PROVIDED MATERIAL:
//! Canonical HTTP response.

use std::collections::HashMap;

/// The response artifact returned by the dispatcher and consumed by the
/// HTTP emission layer.
#[derive(Debug, Clone, PartialEq, Eq)]
pub struct Response {
    /// The HTTP status code.
    pub status: u16,
    /// The response headers.
    pub headers: HashMap<String, String>,
    /// The response body.
    pub body: Vec<u8>,
}

impl Response {
    /// Create a new response.
    pub fn new(status: u16, headers: HashMap<String, String>, body: Vec<u8>) -> Self {
        Self {
            status,
            headers,
            body,
        }
    }

    /// Create an empty 200 response.
    pub fn empty() -> Self {
        Self::new(200, HashMap::new(), Vec::new())
    }

    /// Create a 200 response with an HTML body.
    pub fn html(body: impl Into<String>) -> Self {
        let mut headers = HashMap::new();
        headers.insert("Content-Type".to_string(), "text/html".to_string());
        Self::new(200, headers, body.into().into_bytes())
    }

    /// Create a response with the given status and an empty body.
    pub fn with_status(status: u16) -> Self {
        Self::new(status, HashMap::new(), Vec::new())
    }

    /// Set a header, replacing any existing value under the same name.
    pub fn with_header(mut self, key: impl Into<String>, value: impl Into<String>) -> Self {
        self.headers.insert(key.into(), value.into());
        self
    }

    /// Check if the response is successful (2xx status).
    pub fn is_success(&self) -> bool {
        (200..300).contains(&self.status)
    }

    /// Check if the response is a client error (4xx status).
    pub fn is_client_error(&self) -> bool {
        (400..500).contains(&self.status)
    }

    /// Check if the response is a server error (5xx status).
    pub fn is_server_error(&self) -> bool {
        (500..600).contains(&self.status)
    }

    /// Get a header value (case-insensitive lookup).
    pub fn header(&self, key: &str) -> Option<&str> {
        let key_lower = key.to_lowercase();
        self.headers
            .iter()
            .find(|(k, _)| k.to_lowercase() == key_lower)
            .map(|(_, v)| v.as_str())
    }

    /// Get the response body as text.
    pub fn text(&self) -> Option<String> {
        String::from_utf8(self.body.clone()).ok()
    }

    /// Get the raw response body.
    pub fn bytes(&self) -> &[u8] {
        &self.body
    }
}
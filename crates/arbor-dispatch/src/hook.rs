//! Lifecycle hooks around action execution.

use arbor_core::{ActionContext, Response};

use crate::action::ActionOutcome;

/// Result of the before-hook.
#[derive(Debug, Clone, PartialEq)]
pub enum HookOutcome {
    /// Proceed with action execution.
    Continue,
    /// Short-circuit: skip the action and use this response.
    Respond(Response),
}

/// Strategy invoked around the action.
///
/// The dispatcher holds an injected instance; implement `before` for
/// auth/validation that may abort the request early, and `after` for
/// side effects on the pre-normalization result.
pub trait RequestHook: Send + Sync {
    /// Runs before the action. Returning `Respond` skips the action
    /// entirely. The context may be mutated (e.g. switching the layout).
    fn before(&self, _ctx: &mut ActionContext) -> HookOutcome {
        HookOutcome::Continue
    }

    /// Runs after the action (or after a short-circuit) with the raw
    /// outcome. Side effects only; the return value is ignored.
    fn after(&self, _ctx: &ActionContext, _outcome: &ActionOutcome) {}
}

/// Hook that always continues and does nothing afterwards.
#[derive(Debug, Clone, Copy, Default)]
pub struct NoopHook;

impl RequestHook for NoopHook {}
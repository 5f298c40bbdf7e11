use std::ops::Range;
use std::time::Duration;

use clipweave_core::media::MediaAsset;
use clipweave_core::pipeline::FrameBuffer;

use crate::audio::AudioBlock;
use crate::error::Result;

/// Decoded video frame.
#[derive(Debug, Clone, PartialEq)]
pub struct VideoFrame {
    /// RGBA pixels at the source's native size.
    pub image: FrameBuffer,
    /// Presentation timestamp in source time.
    pub timestamp: Duration,
}

impl VideoFrame {
    pub fn new(image: FrameBuffer, timestamp: Duration) -> Self {
        Self { image, timestamp }
    }
}

/// Channel layout and rate of a source's audio stream.
#[derive(Debug, Clone, Copy, PartialEq, Eq)]
pub struct AudioConfig {
    pub sample_rate: u32,
    pub channels: u16,
}

impl Default for AudioConfig {
    fn default() -> Self {
        Self {
            sample_rate: 48_000,
            channels: 2,
        }
    }
}

#[derive(Debug, Clone, PartialEq)]
pub struct SourceInfo {
    pub duration: Duration,
    /// Native frame size, absent for audio-only sources.
    pub dimensions: Option<(u32, u32)>,
    pub fps: Option<f64>,
    pub audio: Option<AudioConfig>,
    pub codec_name: String,
}

pub type VideoFrames = Box<dyn Iterator<Item = Result<VideoFrame>>>;
pub type AudioBlocks = Box<dyn Iterator<Item = Result<AudioBlock>>>;

/// An opened media file.
///
/// Streams are time-ordered and cover `range` in source time. A stream may
/// start with the last sample before `range.start` so callers can hold it.
pub trait MediaSource {
    fn probe(&self) -> Result<SourceInfo>;

    fn video_frames(&mut self, range: Range<Duration>) -> Result<VideoFrames>;

    fn audio_blocks(&mut self, range: Range<Duration>) -> Result<AudioBlocks>;
}

/// Resolves a library asset to a readable source.
pub trait MediaOpener {
    fn open(&self, asset: &MediaAsset) -> Result<Box<dyn MediaSource>>;
}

REQUIRED ACTION: How many lines in the entries above include the string "ActionOutcome"? Give only the number.

RESPONSE TO THIS TASK: 2